*** Opening Extracted data ***
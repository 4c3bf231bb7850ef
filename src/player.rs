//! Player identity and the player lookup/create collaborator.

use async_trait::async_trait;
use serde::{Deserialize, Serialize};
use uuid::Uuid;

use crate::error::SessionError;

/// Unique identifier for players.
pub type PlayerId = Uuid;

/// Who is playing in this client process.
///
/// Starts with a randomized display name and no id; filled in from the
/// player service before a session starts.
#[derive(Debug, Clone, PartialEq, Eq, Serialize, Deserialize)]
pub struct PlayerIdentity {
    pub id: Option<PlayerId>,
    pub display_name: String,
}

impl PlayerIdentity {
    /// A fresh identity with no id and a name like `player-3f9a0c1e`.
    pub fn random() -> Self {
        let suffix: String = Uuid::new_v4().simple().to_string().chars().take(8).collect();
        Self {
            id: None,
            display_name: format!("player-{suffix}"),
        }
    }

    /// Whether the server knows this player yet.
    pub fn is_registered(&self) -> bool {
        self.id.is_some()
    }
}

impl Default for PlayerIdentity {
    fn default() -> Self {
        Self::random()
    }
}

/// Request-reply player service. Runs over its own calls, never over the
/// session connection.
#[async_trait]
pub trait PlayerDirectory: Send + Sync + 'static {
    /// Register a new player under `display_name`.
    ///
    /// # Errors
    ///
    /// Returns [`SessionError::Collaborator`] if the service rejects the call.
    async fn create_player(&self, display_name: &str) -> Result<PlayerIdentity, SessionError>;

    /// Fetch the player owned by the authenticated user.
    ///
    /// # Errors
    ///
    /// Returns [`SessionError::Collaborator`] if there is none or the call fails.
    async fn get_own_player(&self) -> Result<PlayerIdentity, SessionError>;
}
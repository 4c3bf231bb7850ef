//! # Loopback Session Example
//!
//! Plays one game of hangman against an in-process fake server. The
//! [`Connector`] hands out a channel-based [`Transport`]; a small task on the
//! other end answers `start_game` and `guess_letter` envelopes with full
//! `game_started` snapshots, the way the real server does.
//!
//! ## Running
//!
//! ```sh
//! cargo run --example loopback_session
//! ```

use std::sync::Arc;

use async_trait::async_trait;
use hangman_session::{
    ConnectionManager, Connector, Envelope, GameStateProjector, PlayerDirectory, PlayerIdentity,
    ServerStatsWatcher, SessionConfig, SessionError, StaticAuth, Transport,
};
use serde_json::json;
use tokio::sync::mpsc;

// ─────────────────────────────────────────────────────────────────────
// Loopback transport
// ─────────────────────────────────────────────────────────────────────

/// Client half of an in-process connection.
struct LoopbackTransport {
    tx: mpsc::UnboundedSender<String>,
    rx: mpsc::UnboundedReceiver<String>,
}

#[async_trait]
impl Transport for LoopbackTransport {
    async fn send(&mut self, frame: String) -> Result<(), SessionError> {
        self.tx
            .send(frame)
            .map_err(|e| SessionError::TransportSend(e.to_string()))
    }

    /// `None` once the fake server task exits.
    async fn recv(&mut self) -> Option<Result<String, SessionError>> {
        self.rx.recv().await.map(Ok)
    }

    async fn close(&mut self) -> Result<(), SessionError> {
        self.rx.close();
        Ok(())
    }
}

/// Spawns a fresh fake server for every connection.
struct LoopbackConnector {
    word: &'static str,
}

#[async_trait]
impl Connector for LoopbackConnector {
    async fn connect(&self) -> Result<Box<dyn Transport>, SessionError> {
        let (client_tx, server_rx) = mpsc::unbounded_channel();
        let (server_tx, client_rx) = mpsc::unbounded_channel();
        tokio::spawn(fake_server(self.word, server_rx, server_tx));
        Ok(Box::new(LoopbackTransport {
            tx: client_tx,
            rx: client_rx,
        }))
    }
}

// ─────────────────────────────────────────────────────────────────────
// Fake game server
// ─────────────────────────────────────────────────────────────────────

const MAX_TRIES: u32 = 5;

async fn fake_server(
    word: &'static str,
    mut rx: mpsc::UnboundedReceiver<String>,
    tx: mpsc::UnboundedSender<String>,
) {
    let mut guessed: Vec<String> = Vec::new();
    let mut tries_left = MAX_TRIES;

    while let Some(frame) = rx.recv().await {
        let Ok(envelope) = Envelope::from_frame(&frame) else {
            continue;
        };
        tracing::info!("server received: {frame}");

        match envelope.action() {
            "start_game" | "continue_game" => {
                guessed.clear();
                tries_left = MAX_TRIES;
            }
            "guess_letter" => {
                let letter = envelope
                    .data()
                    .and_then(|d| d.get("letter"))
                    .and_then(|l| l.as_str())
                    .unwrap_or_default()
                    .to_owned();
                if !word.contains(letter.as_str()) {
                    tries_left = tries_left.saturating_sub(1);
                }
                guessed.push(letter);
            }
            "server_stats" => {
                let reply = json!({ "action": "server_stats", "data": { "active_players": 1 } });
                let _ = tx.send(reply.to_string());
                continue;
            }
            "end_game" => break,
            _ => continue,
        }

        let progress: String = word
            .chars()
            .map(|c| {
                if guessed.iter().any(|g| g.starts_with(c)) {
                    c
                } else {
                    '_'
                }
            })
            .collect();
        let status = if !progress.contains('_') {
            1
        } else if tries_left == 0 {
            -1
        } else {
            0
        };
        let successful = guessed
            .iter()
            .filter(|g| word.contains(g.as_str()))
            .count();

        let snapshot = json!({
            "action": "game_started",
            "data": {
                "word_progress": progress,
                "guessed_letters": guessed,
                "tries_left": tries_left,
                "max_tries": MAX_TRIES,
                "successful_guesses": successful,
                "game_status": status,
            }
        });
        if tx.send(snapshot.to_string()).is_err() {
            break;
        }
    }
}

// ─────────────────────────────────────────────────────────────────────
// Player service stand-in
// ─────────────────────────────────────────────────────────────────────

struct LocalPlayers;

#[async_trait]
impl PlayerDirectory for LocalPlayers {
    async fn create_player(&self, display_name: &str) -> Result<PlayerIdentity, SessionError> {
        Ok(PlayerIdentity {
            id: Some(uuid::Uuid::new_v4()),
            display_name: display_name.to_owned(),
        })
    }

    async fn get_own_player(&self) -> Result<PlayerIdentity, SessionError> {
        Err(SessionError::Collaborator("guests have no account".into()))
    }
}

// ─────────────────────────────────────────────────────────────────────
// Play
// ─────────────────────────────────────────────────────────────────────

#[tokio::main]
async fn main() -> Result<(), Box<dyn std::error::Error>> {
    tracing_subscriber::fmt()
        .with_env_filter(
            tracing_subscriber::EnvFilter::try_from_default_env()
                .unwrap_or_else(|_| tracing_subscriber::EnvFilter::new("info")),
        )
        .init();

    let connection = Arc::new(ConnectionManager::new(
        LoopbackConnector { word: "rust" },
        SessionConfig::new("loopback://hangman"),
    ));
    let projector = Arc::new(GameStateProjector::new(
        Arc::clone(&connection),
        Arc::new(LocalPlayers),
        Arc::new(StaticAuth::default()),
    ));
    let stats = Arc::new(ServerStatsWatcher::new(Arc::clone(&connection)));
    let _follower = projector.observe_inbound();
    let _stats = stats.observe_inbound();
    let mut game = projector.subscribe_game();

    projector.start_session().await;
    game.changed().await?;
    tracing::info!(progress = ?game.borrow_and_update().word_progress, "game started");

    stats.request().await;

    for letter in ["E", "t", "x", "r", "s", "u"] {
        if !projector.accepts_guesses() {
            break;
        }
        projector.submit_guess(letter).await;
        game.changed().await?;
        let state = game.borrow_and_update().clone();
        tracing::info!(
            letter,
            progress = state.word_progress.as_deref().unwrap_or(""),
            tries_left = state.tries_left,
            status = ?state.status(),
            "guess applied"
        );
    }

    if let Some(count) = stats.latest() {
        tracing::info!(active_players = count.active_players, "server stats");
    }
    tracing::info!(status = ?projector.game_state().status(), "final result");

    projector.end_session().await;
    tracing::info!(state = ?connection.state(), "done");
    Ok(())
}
*** Closing Extracted data ***
Each line in the material with "Serialize" in it must be reported.

use serde::{Deserialize, Serialize};
#[derive(Debug, Clone, PartialEq, Eq, Serialize, Deserialize)]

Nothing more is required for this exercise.